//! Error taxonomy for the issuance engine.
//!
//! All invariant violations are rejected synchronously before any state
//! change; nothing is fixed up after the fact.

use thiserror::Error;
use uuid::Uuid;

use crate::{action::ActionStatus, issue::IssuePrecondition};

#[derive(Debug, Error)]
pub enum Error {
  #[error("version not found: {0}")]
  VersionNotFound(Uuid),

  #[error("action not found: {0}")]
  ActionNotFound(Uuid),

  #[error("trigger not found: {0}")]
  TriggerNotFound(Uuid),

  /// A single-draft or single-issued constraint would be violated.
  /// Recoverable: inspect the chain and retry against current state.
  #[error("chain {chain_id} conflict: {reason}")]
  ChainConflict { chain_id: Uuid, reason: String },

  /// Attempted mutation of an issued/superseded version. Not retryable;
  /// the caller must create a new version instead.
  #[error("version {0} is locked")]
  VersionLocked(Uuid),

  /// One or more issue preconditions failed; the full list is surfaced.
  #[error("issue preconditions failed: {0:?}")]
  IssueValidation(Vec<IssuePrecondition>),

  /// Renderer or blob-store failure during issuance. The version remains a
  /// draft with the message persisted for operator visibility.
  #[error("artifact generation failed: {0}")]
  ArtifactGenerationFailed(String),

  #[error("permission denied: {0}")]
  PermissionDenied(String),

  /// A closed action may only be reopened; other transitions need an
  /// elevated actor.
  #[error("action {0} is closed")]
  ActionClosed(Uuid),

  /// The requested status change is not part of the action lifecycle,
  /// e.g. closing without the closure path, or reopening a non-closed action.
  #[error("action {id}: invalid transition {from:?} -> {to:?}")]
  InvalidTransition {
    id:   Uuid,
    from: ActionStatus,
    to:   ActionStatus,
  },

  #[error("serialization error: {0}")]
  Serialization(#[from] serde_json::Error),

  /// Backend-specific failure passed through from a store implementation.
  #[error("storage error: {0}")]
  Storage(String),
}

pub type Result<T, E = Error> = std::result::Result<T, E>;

•••••

**WHAT IS NEEDED**
Report the number of lines in the material above that include the string "store". Nothing else belongs in the answer.

**SOLVED EXERCISE**
2